Según el texto del entendimiento, el Ejecutivo debe cerrar 2025 con un superávit primario del 1,3% del PBI, aunque Milei apunta a 1,6%. Luego, las metas escalan: 2,2% en 2026, 2,5% en 2027, y se mantienen en ese nivel hasta 2029. A su vez, el superávit financiero —que incluye el pago de intereses de deuda— debe ser cero este año y en 2026, y alcanzar el 0,4% del PBI entre 2027 y 2029.
Esto no significa que no pueda haber una reforma impositiva, pero sí que cualquier reducción deberá ser compensada. Si bajan algunos impuestos, van a tener que subir otros, advierten los especialistas.
La economista Milagros Gismondi, de Cohen Argentina, sostuvo que las metas son optimistas, aunque opinó que más allá del acuerdo con el Fondo, para ir bajando la deuda debería haber incluso más superávit. En una charla con Ámbito, agregó: Es desafiante considerando la fórmula actual de ajuste de jubilaciones. Cuando baje la inflación, el gasto previsional se mantendría estable, por lo que en el resto habría que seguir ajustando.
Gismondi destacó que no es menor pensar en un 2,5% de superávit primario para la Argentina, y advirtió que no será tarea sencilla si se quiere cumplir con una baja impositiva: Es difícil pensar en una baja agresiva de impuestos si hay que seguir aumentando el superávit.

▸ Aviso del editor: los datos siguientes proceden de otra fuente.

//! Gaussian HMM over latent feature rows
//!
//! Fitting runs Baum-Welch from a seeded k-means start with
//! diagonally-biased transitions; rows containing NaN are masked out of
//! fitting and decode to the unknown label (-1) instead of failing.

use super::algorithms::{baum_welch_step, forward_backward, viterbi};
use super::gaussian::{CovarianceKind, StateGaussian};
use ndarray::{Array1, Array2};
use rand::rngs::StdRng;
use rand::{Rng, SeedableRng};
use serde::{Deserialize, Serialize};

/// Label emitted for rows the model refuses to classify.
pub const UNKNOWN_STATE: i64 = -1;

/// Mixture-weight smoothing for per-bar scoring. EM tends to collapse the
/// start distribution onto the first training bar's state, so weights need
/// a floor large enough that bars from the other trained states still score
/// in range.
const EPS: f64 = 1e-9;

/// Fitting hyperparameters.
#[derive(Debug, Clone, Serialize, Deserialize)]
pub struct HmmConfig {
    pub n_states: usize,
    pub covariance: CovarianceKind,
    pub max_iter: usize,
    pub tol: f64,
    /// Floor added to every covariance diagonal each M-step
    pub cov_reg: f64,
    /// Initial self-transition probability
    pub diagonal_bias: f64,
    pub seed: u64,
}

impl Default for HmmConfig {
    fn default() -> Self {
        Self {
            n_states: 3,
            covariance: CovarianceKind::Diag,
            max_iter: 100,
            tol: 1e-4,
            cov_reg: 1e-3,
            diagonal_bias: 0.9,
            seed: 42,
        }
    }
}

/// A fitted (or fittable) regime HMM.
#[derive(Debug, Clone, Serialize, Deserialize)]
pub struct RegimeHmm {
    pub config: HmmConfig,
    pub start_probs: Array1<f64>,
    pub transitions: Array2<f64>,
    pub states: Vec<StateGaussian>,
    pub is_fitted: bool,
    /// Per-iteration training log-likelihood
    pub log_likelihood_history: Vec<f64>,
}

/// Summary statistics of a fitted model over a dataset.
#[derive(Debug, Clone, Serialize, Deserialize)]
pub struct RegimeMetrics {
    pub n_states: usize,
    pub log_likelihood: f64,
    pub aic: f64,
    pub bic: f64,
    /// Average consecutive bars spent in one state
    pub mean_dwell: f64,
    /// Fraction of bars assigned to each state
    pub occupancy: Vec<f64>,
}

impl RegimeHmm {
    pub fn new(config: HmmConfig) -> Self {
        Self {
            config,
            start_probs: Array1::zeros(0),
            transitions: Array2::zeros((0, 0)),
            states: vec![],
            is_fitted: false,
            log_likelihood_history: vec![],
        }
    }

    pub fn n_states(&self) -> usize {
        self.config.n_states
    }

    pub fn state_means(&self) -> Vec<Array1<f64>> {
        self.states.iter().map(|s| s.mean.clone()).collect()
    }

    /// Fit with Baum-Welch on the NaN-free rows of `x`.
    ///
    /// Returns the final training log-likelihood.
    pub fn fit(&mut self, x: &Array2<f64>) -> anyhow::Result<f64> {
        let observations = complete_rows(x);
        let k = self.config.n_states;
        anyhow::ensure!(k >= 2, "need at least 2 states, got {}", k);
        anyhow::ensure!(
            observations.nrows() >= (k * 2).max(10),
            "insufficient data: {} usable rows for {} states",
            observations.nrows(),
            k
        );

        self.initialize(&observations)?;
        self.log_likelihood_history.clear();

        let mut prev_ll = f64::NEG_INFINITY;
        for iter in 0..self.config.max_iter {
            let step = baum_welch_step(
                &observations,
                &self.start_probs,
                &self.transitions,
                &self.states,
            );

            self.start_probs = step.start_probs;
            self.transitions = step.transitions;
            for (j, state) in self.states.iter_mut().enumerate() {
                state.update_weighted(
                    &observations,
                    &step.posteriors.column(j).to_owned(),
                    self.config.covariance,
                    self.config.cov_reg,
                )?;
            }

            self.log_likelihood_history.push(step.log_likelihood);

            if (step.log_likelihood - prev_ll).abs() < self.config.tol {
                tracing::debug!(iterations = iter + 1, "EM converged");
                break;
            }
            prev_ll = step.log_likelihood;
        }

        self.is_fitted = true;
        Ok(self
            .log_likelihood_history
            .last()
            .copied()
            .unwrap_or(f64::NEG_INFINITY))
    }

    /// Seed emissions from k-means centers, start probabilities uniform,
    /// transitions diagonally biased.
    fn initialize(&mut self, observations: &Array2<f64>) -> anyhow::Result<()> {
        let k = self.config.n_states;
        let mut rng = StdRng::seed_from_u64(self.config.seed);

        let centers = kmeans_centers(observations, k, &mut rng);
        self.states = centers
            .into_iter()
            .map(|c| StateGaussian::spherical(c, 1.0))
            .collect();

        self.start_probs = Array1::from_elem(k, 1.0 / k as f64);

        let off = (1.0 - self.config.diagonal_bias) / (k as f64 - 1.0).max(1.0);
        let mut transitions = Array2::from_elem((k, k), off);
        for i in 0..k {
            transitions[[i, i]] = self.config.diagonal_bias;
        }
        self.transitions = transitions;
        Ok(())
    }

    /// Viterbi decode. Rows with missing values get the unknown label.
    pub fn predict(&self, x: &Array2<f64>) -> anyhow::Result<Vec<i64>> {
        anyhow::ensure!(self.is_fitted, "model not fitted yet");

        let (valid_idx, observations) = complete_rows_indexed(x);
        let mut labels = vec![UNKNOWN_STATE; x.nrows()];
        if observations.nrows() == 0 {
            return Ok(labels);
        }

        let (path, _) = viterbi(
            &observations,
            &self.start_probs,
            &self.transitions,
            &self.states,
        );
        for (pos, &row) in valid_idx.iter().enumerate() {
            labels[row] = path[pos] as i64;
        }
        Ok(labels)
    }

    /// Posterior state probabilities. Rows with missing values are NaN.
    pub fn predict_proba(&self, x: &Array2<f64>) -> anyhow::Result<Array2<f64>> {
        anyhow::ensure!(self.is_fitted, "model not fitted yet");

        let (valid_idx, observations) = complete_rows_indexed(x);
        let mut probs = Array2::from_elem((x.nrows(), self.config.n_states), f64::NAN);
        if observations.nrows() == 0 {
            return Ok(probs);
        }

        let fb = forward_backward(
            &observations,
            &self.start_probs,
            &self.transitions,
            &self.states,
        );
        for (pos, &row) in valid_idx.iter().enumerate() {
            let posterior = fb.posteriors.row(pos);
            // Unnormalizable rows (every state underflowed) stay NaN
            if posterior.sum() > 0.5 {
                probs.row_mut(row).assign(&posterior);
            }
        }
        Ok(probs)
    }

    /// Filtered posterior for one observation, computed in log space.
    ///
    /// The streaming engine scores each bar on its own, where the scaled
    /// forward pass underflows for observations far from the start-weighted
    /// states. Working in log space keeps any in-distribution bar decodable.
    /// NaN input or an unnormalizable mixture yields an all-NaN vector.
    pub fn filter_posterior(&self, x: &Array1<f64>) -> Array1<f64> {
        let k = self.config.n_states;
        if x.iter().any(|v| !v.is_finite()) {
            return Array1::from_elem(k, f64::NAN);
        }
        let log_terms: Vec<f64> = self
            .states
            .iter()
            .zip(self.start_probs.iter())
            .map(|(state, &w)| (w + EPS).ln() + state.log_pdf(x))
            .collect();
        let total = log_sum_exp(&log_terms);
        if !total.is_finite() {
            return Array1::from_elem(k, f64::NAN);
        }
        Array1::from_iter(log_terms.iter().map(|v| (v - total).exp()))
    }

    /// Sequence log-likelihood over the NaN-free rows.
    pub fn score(&self, x: &Array2<f64>) -> anyhow::Result<f64> {
        anyhow::ensure!(self.is_fitted, "model not fitted yet");
        let observations = complete_rows(x);
        let fb = forward_backward(
            &observations,
            &self.start_probs,
            &self.transitions,
            &self.states,
        );
        Ok(fb.log_likelihood)
    }

    /// Per-observation emission log-likelihood under the start-weighted
    /// state mixture. NaN input yields NaN, which callers treat as
    /// out-of-distribution.
    pub fn emission_log_likelihood(&self, x: &Array1<f64>) -> f64 {
        if x.iter().any(|v| !v.is_finite()) {
            return f64::NAN;
        }
        let terms: Vec<f64> = self
            .states
            .iter()
            .zip(self.start_probs.iter())
            .map(|(state, &w)| (w + EPS).ln() + state.log_pdf(x))
            .collect();
        log_sum_exp(&terms)
    }

    pub fn aic(&self, x: &Array2<f64>) -> anyhow::Result<f64> {
        Ok(2.0 * self.count_parameters() as f64 - 2.0 * self.score(x)?)
    }

    pub fn bic(&self, x: &Array2<f64>) -> anyhow::Result<f64> {
        let n = complete_rows(x).nrows() as f64;
        Ok(self.count_parameters() as f64 * n.ln() - 2.0 * self.score(x)?)
    }

    /// Free parameter count for the information criteria.
    fn count_parameters(&self) -> usize {
        let n = self.config.n_states;
        let d = self.states.first().map(|s| s.dim()).unwrap_or(0);
        let cov_params = match self.config.covariance {
            CovarianceKind::Diag => n * d,
            CovarianceKind::Full => n * d * (d + 1) / 2,
        };
        (n - 1) + n * (n - 1) + n * d + cov_params
    }

    /// Fit-quality summary over a dataset.
    pub fn metrics(&self, x: &Array2<f64>) -> anyhow::Result<RegimeMetrics> {
        let labels = self.predict(x)?;
        let assigned: Vec<i64> = labels.iter().copied().filter(|&l| l >= 0).collect();

        let mut occupancy = vec![0.0; self.config.n_states];
        for &label in &assigned {
            occupancy[label as usize] += 1.0;
        }
        let total = assigned.len().max(1) as f64;
        for o in occupancy.iter_mut() {
            *o /= total;
        }

        Ok(RegimeMetrics {
            n_states: self.config.n_states,
            log_likelihood: self.score(x)?,
            aic: self.aic(x)?,
            bic: self.bic(x)?,
            mean_dwell: mean_dwell(&assigned),
            occupancy,
        })
    }
}

/// Fit one model per candidate state count and keep the BIC minimizer.
///
/// Candidates that fail to fit are skipped with a warning; only when every
/// candidate fails does selection error out.
pub fn select_n_states(
    x: &Array2<f64>,
    candidates: &[usize],
    base: &HmmConfig,
) -> anyhow::Result<(RegimeHmm, Vec<(usize, f64)>)> {
    anyhow::ensure!(!candidates.is_empty(), "no candidate state counts given");

    let mut best: Option<(RegimeHmm, f64)> = None;
    let mut scores = Vec::new();

    for &k in candidates {
        let mut config = base.clone();
        config.n_states = k;
        let mut model = RegimeHmm::new(config);

        let bic = match model.fit(x).and_then(|_| model.bic(x)) {
            Ok(bic) if bic.is_finite() => bic,
            Ok(bic) => {
                tracing::warn!(n_states = k, bic, "skipping candidate with non-finite BIC");
                continue;
            }
            Err(err) => {
                tracing::warn!(n_states = k, error = %err, "candidate fit failed, skipping");
                continue;
            }
        };

        tracing::debug!(n_states = k, bic, "candidate scored");
        scores.push((k, bic));
        if best.as_ref().map_or(true, |(_, b)| bic < *b) {
            best = Some((model, bic));
        }
    }

    let (model, _) = best.ok_or_else(|| anyhow::anyhow!("every candidate state count failed to fit"))?;
    Ok((model, scores))
}

/// Average run length of consecutive equal labels.
pub fn mean_dwell(labels: &[i64]) -> f64 {
    if labels.is_empty() {
        return 0.0;
    }
    let mut runs = 1usize;
    for w in labels.windows(2) {
        if w[0] != w[1] {
            runs += 1;
        }
    }
    labels.len() as f64 / runs as f64
}

fn log_sum_exp(values: &[f64]) -> f64 {
    let max = values.iter().cloned().fold(f64::NEG_INFINITY, f64::max);
    if !max.is_finite() {
        return max;
    }
    max + values.iter().map(|v| (v - max).exp()).sum::<f64>().ln()
}

fn kmeans_centers(observations: &Array2<f64>, k: usize, rng: &mut StdRng) -> Vec<Array1<f64>> {
    let n = observations.nrows();
    let d = observations.ncols();

    let mut centers: Vec<Array1<f64>> = (0..k)
        .map(|_| observations.row(rng.gen_range(0..n)).to_owned())
        .collect();

    for _ in 0..10 {
        let mut assignments = vec![0usize; n];
        for i in 0..n {
            let mut best_dist = f64::MAX;
            for (j, center) in centers.iter().enumerate() {
                let dist: f64 = observations
                    .row(i)
                    .iter()
                    .zip(center.iter())
                    .map(|(a, b)| (a - b).powi(2))
                    .sum();
                if dist < best_dist {
                    best_dist = dist;
                    assignments[i] = j;
                }
            }
        }

        for j in 0..k {
            let mut sum = Array1::zeros(d);
            let mut count = 0usize;
            for i in 0..n {
                if assignments[i] == j {
                    sum += &observations.row(i);
                    count += 1;
                }
            }
            if count > 0 {
                centers[j] = sum / count as f64;
            } else {
                // Empty cluster gets re-seeded from a random observation
                centers[j] = observations.row(rng.gen_range(0..n)).to_owned();
            }
        }
    }

    centers
}

fn complete_rows(x: &Array2<f64>) -> Array2<f64> {
    complete_rows_indexed(x).1
}

fn complete_rows_indexed(x: &Array2<f64>) -> (Vec<usize>, Array2<f64>) {
    let keep: Vec<usize> = (0..x.nrows())
        .filter(|&i| x.row(i).iter().all(|v| v.is_finite()))
        .collect();
    let mut out = Array2::zeros((keep.len(), x.ncols()));
    for (new_i, &old_i) in keep.iter().enumerate() {
        out.row_mut(new_i).assign(&x.row(old_i));
    }
    (keep, out)
}
//! Leakage-safe train/validation splitting
//!
//! Splits are strictly time-ordered: every training timestamp must precede
//! every validation timestamp. Violations are fatal, never patched over.

use super::table::FeatureTable;
use chrono::{DateTime, Utc};

/// A time-ordered train/validation split.
#[derive(Debug, Clone)]
pub struct DataSplit {
    pub train: FeatureTable,
    pub val: FeatureTable,
    pub train_start: DateTime<Utc>,
    pub train_end: DateTime<Utc>,
    pub val_start: DateTime<Utc>,
    pub val_end: DateTime<Utc>,
}

/// Row-index bounds for one walk-forward fold.
#[derive(Debug, Clone, Copy)]
pub struct WalkForwardWindow {
    pub train_start: usize,
    pub train_end: usize,
    pub val_start: usize,
    pub val_end: usize,
}

/// Verify that the split has no temporal leakage.
///
/// Hard precondition for training: max(train timestamps) < min(val timestamps).
pub fn validate_no_leakage(train: &FeatureTable, val: &FeatureTable) -> anyhow::Result<()> {
    let train_end = train
        .timestamps
        .iter()
        .max()
        .ok_or_else(|| anyhow::anyhow!("empty training table"))?;
    let val_start = val
        .timestamps
        .iter()
        .min()
        .ok_or_else(|| anyhow::anyhow!("empty validation table"))?;

    anyhow::ensure!(
        train_end < val_start,
        "temporal leakage: training window ends at {} but validation starts at {}",
        train_end,
        val_start
    );
    Ok(())
}

/// Splits a time-ordered feature table into train/validation windows.
pub struct TimeSplitter {
    /// Fraction of rows assigned to training in `split`
    pub train_fraction: f64,
}

impl Default for TimeSplitter {
    fn default() -> Self {
        Self {
            train_fraction: 0.8,
        }
    }
}

impl TimeSplitter {
    pub fn new(train_fraction: f64) -> Self {
        Self { train_fraction }
    }

    /// Single chronological split at `train_fraction`.
    pub fn split(&self, table: &FeatureTable) -> anyhow::Result<DataSplit> {
        let n = table.n_samples();
        anyhow::ensure!(n >= 4, "need at least 4 rows to split, got {}", n);

        let cut = ((n as f64 * self.train_fraction) as usize).clamp(1, n - 1);
        let train = table.slice(0, cut);
        let val = table.slice(cut, n);

        validate_no_leakage(&train, &val)?;

        Ok(DataSplit {
            train_start: train.timestamps[0],
            train_end: *train.timestamps.last().unwrap(),
            val_start: val.timestamps[0],
            val_end: *val.timestamps.last().unwrap(),
            train,
            val,
        })
    }

    /// Successive sliding windows for walk-forward validation.
    ///
    /// Each fold trains on `train_window` rows and validates on the next
    /// `val_window` rows; folds advance by `step` rows.
    pub fn walk_forward(
        &self,
        table: &FeatureTable,
        train_window: usize,
        val_window: usize,
        step: usize,
    ) -> anyhow::Result<Vec<WalkForwardWindow>> {
        anyhow::ensure!(train_window > 0 && val_window > 0 && step > 0, "window sizes must be positive");

        let n = table.n_samples();
        anyhow::ensure!(
            n >= train_window + val_window,
            "need at least {} rows for one fold, got {}",
            train_window + val_window,
            n
        );

        let mut windows = Vec::new();
        let mut start = 0;
        while start + train_window + val_window <= n {
            windows.push(WalkForwardWindow {
                train_start: start,
                train_end: start + train_window,
                val_start: start + train_window,
                val_end: start + train_window + val_window,
            });
            start += step;
        }
        Ok(windows)
    }
}

#[cfg(test)]
mod tests {
    use super::*;
    use chrono::TimeZone;
    use ndarray::Array2;

    fn table(n: usize) -> FeatureTable {
        let timestamps = (0..n)
            .map(|i| Utc.with_ymd_and_hms(2024, 1, 1, 0, 0, 0).unwrap() + chrono::Duration::hours(i as i64))
            .collect();
        FeatureTable::new(Array2::zeros((n, 2)), vec!["a".into(), "b".into()], timestamps).unwrap()
    }

    #[test]
    fn test_split_is_leakage_free() {
        let split = TimeSplitter::default().split(&table(100)).unwrap();
        assert_eq!(split.train.n_samples(), 80);
        assert_eq!(split.val.n_samples(), 20);
        assert!(split.train_end < split.val_start);
    }

    #[test]
    fn test_leakage_detected() {
        let t = table(10);
        // Validation window starts before training ends.
        let train = t.slice(0, 8);
        let val = t.slice(4, 10);
        assert!(validate_no_leakage(&train, &val).is_err());
    }

    #[test]
    fn test_walk_forward_fold_count() {
        let t = table(100);
        let folds = TimeSplitter::default()
            .walk_forward(&t, 50, 10, 10)
            .unwrap();
        assert_eq!(folds.len(), 5);
        for w in &folds {
            assert_eq!(w.train_end, w.val_start);
            assert_eq!(w.val_end - w.val_start, 10);
        }
    }

    #[test]
    fn test_walk_forward_too_short() {
        let t = table(10);
        assert!(TimeSplitter::default().walk_forward(&t, 50, 10, 10).is_err());
    }
}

En ese marco, el Gobierno impulsa una reforma tributaria con foco en eliminar impuestos distorsivos, como Ingresos Brutos o las retenciones a las exportaciones, y priorizar tributos que no encarezcan los precios. La idea sería que apenas seis o siete impuestos concentren la recaudación nacional, en lugar de los más de 30 tributos y tasas actuales.